JOHN INYANG OKORO, J.C.A.: (Delivering the Leading Judgment): This is an appeal against an interlocutory ruling of the Imo State High Court sitting at Orlu in Suit No. HOU/11/99 delivered on 18th June, 1999 wherein the learned trial Judge refused the appellant’s application to strike out the aforementioned suit for want of jurisdiction, the said suit having arisen out of geological survey and other oil exploration/prospecting activities. A summary of the facts leading to this appeal would suffice.
The respondent (as plaintiff at the court below) filed an action at the Orlu High Court, Mgbidi on 7th May, 1999 against the appellant (as defendant) claiming the sum of N20,000,000.00) Twenty Million Naira) as damages for trespass to land in that the respondent’s crops, economic trees and house were damaged when the appellant entered the said land to prospect for crude oil during exploration.
Before the commencement of the hearing of the case, the appellant filed a Motion on Notice on the 13th May, 1999, praying the court below to strike out the suit for want of jurisdiction in that the cause of action arose out of seismic prospecting/oil exploration activities. The appellant relied on Decree Nos. 60 of 1991 and 107 of 1993 and also the case of MPIDI BARRY vs. OBI A. ERIC (1998) 8 NWLR (Pt.562) 404.
By a considered ruling delivered on 18th June, 1999, the learned trial judge refused the application on the ground that Decree No. 3 of 1999, being the only operational Decree on the question of the State High Court’s jurisdiction supersedes Decree No. 107 of 1993. The lower court then held that it has jurisdiction to entertain the matter.

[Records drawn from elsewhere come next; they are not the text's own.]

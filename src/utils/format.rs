//! Time formatting helpers for tooltips and dialogs

/// Format whole seconds as `H:MM:SS`
pub fn format_time(total_seconds: u32) -> String {
    let hours = total_seconds / 3600;
    let minutes = (total_seconds % 3600) / 60;
    let seconds = total_seconds % 60;
    format!("{hours}:{minutes:02}:{seconds:02}")
}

Dissatisfied with the stance of the learned trial judge, the appellant filed Notice of Appeal on 9th July, 1999. The said Notice of Appeal has three grounds of appeal out of which the appellant has distilled three issues for the determination of this appeal.
On 18th February, 2013, when this appeal came up for hearing in this court, learned counsel for the appellant, D. O. Ezaga Esq. who also prepared the appellant’s brief adopted the said brief on behalf of the appellant. B. C. Iheka, Esq. learned counsel for the respondent also adopted the brief of the respondent. The three issues formulated by the appellant are as follows:
“(i) Whether Decree No. 60 of 1991 is a stale law.
(ii) Whether Decree No. 3 of 1999 supersedes Decree 107 of 1993.
(iii) Whether the State High Court has unlimited jurisdiction.”
It was however the view of the learned counsel for the respondent that only one issue is germane for the determination of this appeal. The said lone issue states:
“Whether in view of the premises of the issues of law raised and canvassed in relation to jurisdiction at the lower court, the learned trial judge was wrong in holding that it has jurisdiction to try the Suit No. HOU/11/99.”
Although, the learned counsel for the appellant distilled three issues for the determination of this appeal, he appears to have argued the three issues together in an argument spanning about two pages, though he did not expressly state so. Any wonder therefore that the learned counsel for the respondent distilled only one issue for the determination of this appeal? The truth is that the three issues distilled by the appellant can conveniently be grouped into one issue as couched by the respondent. Accordingly, I shall determine this appeal based on the sole issue as formulated by the learned counsel for the respondent.
In his argument, the learned counsel for the appellant submitted that by Section 1(b) of Decree No. 16 of 1992, Section 4 of Decree No. 60 of 1991 was amended to read thus:
“This Decree may be cited as the Federal High Court (Amendment) Decree, 1992 shall come into force on such a date as the President, Commander-in-Chief of the Armed Forces, after consultation with the Armed Forces Ruling Council, may by order published in the Gazette specify.”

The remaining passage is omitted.